Activity: Once you reach the line containing "pub const WHITE: Color = iced::Color::WHITE;" in the data below, restate each line word for word up to and including the one containing "pub const ORANGE: Color".

Source material:

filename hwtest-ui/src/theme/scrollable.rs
use iced::{
    widget::{
        container,
        scrollable::{Catalog, Rail, Scroller, Status, Style, StyleFn},
    },
    Border,
};

use super::Theme;

impl Catalog for Theme {
    type Class<'a> = StyleFn<'a, Self>;

    fn default<'a>() -> Self::Class<'a> {
        Box::new(primary)
    }

    fn style(&self, class: &Self::Class<'_>, status: Status) -> Style {
        class(self, status)
    }
}

fn rail(theme: &Theme) -> Rail {
    Rail {
        background: None,
        border: Border::default(),
        scroller: Scroller {
            color: theme.colors.general.scrollable,
            border: Border {
                radius: 10.0.into(),
                ..Default::default()
            },
        },
    }
}

pub fn primary(theme: &Theme, _status: Status) -> Style {
    Style {
        container: container::Style::default(),
        vertical_rail: rail(theme),
        horizontal_rail: rail(theme),
        gap: None,
    }
}
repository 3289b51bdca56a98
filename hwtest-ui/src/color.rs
use iced::Color;
pub const BLACK: Color = iced::Color::BLACK;
pub const TRANSPARENT: Color = iced::Color::TRANSPARENT;
pub const LIGHT_BLACK: Color = Color::from_rgb(
    0x14 as f32 / 255.0,
    0x14 as f32 / 255.0,
    0x14 as f32 / 255.0,
);
pub const GREY_7: Color = Color::from_rgb(
    0x3F as f32 / 255.0,
    0x3F as f32 / 255.0,
    0x3F as f32 / 255.0,
);
pub const GREY_6: Color = Color::from_rgb(
    0x20 as f32 / 255.0,
    0x20 as f32 / 255.0,
    0x20 as f32 / 255.0,
);
pub const GREY_5: Color = Color::from_rgb(
    0x27 as f32 / 255.0,
    0x27 as f32 / 255.0,
    0x27 as f32 / 255.0,
);
pub const GREY_4: Color = Color::from_rgb(
    0x42 as f32 / 255.0,
    0x42 as f32 / 255.0,
    0x42 as f32 / 255.0,
);
pub const GREY_3: Color = Color::from_rgb(
    0x71 as f32 / 255.0,
    0x71 as f32 / 255.0,
    0x71 as f32 / 255.0,
);
pub const GREY_2: Color = Color::from_rgb(
    0xCC as f32 / 255.0,
    0xCC as f32 / 255.0,
    0xCC as f32 / 255.0,
);
pub const WHITE: Color = iced::Color::WHITE;
pub const GREEN: Color = Color::from_rgb(
    0x00 as f32 / 255.0,
    0xFF as f32 / 255.0,
    0x66 as f32 / 255.0,
);
pub const TRANSPARENT_GREEN: Color = Color::from_rgba(
    0x00 as f32 / 255.0,
    0xFF as f32 / 255.0,
    0x66 as f32 / 255.0,
    0.3,
);
pub const RED: Color = Color::from_rgb(
    0xE2 as f32 / 255.0,
    0x4E as f32 / 255.0,
    0x1B as f32 / 255.0,
);
pub const TRANSPARENT_RED: Color = Color::from_rgba(
    0xE2 as f32 / 255.0,
    0x4E as f32 / 255.0,
    0x1B as f32 / 255.0,
    0.3,
);
pub const ORANGE: Color =
    Color::from_rgb(0xFF as f32 / 255.0, 0xa7 as f32 / 255.0, 0x0 as f32 / 255.0);
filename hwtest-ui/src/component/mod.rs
pub mod button;
pub mod card;
pub mod notification;
pub mod text;

use iced::Length;

use crate::{theme, widget::*};

pub fn separation<'a, T: 'a>() -> Container<'a, T> {
    Container::new(Column::new().push(text::text(" ")))
        .style(theme::card::border)
        .height(Length::Fixed(1.0))
        .width(Length::Fill)
}

/// A selectable value displayed as monospace text.
pub fn code<'a, T: 'a>(content: impl std::fmt::Display) -> Container<'a, T> {
    Container::new(text::monospace(content))
        .padding(10)
        .width(Length::Fill)
        .style(theme::container::foreground)
}
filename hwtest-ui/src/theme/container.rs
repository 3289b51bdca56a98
use iced::widget::container::{transparent, Catalog, Style, StyleFn};
use iced::Background;

use super::Theme;

impl Catalog for Theme {
    type Class<'a> = StyleFn<'a, Self>;

    fn default<'a>() -> Self::Class<'a> {
        Box::new(transparent)
    }

    fn style(&self, class: &Self::Class<'_>) -> Style {
        class(self)
    }
}

pub fn background(theme: &Theme) -> Style {
    Style {
        background: Some(Background::Color(theme.colors.general.background)),
        ..Default::default()
    }
}

pub fn foreground(theme: &Theme) -> Style {
    Style {
        background: Some(Background::Color(theme.colors.general.foreground)),
        ..Default::default()
    }
}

Answer below:
pub const WHITE: Color = iced::Color::WHITE;
pub const GREEN: Color = Color::from_rgb(
    0x00 as f32 / 255.0,
    0xFF as f32 / 255.0,
    0x66 as f32 / 255.0,
);
pub const TRANSPARENT_GREEN: Color = Color::from_rgba(
    0x00 as f32 / 255.0,
    0xFF as f32 / 255.0,
    0x66 as f32 / 255.0,
    0.3,
);
pub const RED: Color = Color::from_rgb(
    0xE2 as f32 / 255.0,
    0x4E as f32 / 255.0,
    0x1B as f32 / 255.0,
);
pub const TRANSPARENT_RED: Color = Color::from_rgba(
    0xE2 as f32 / 255.0,
    0x4E as f32 / 255.0,
    0x1B as f32 / 255.0,
    0.3,
);
pub const ORANGE: Color =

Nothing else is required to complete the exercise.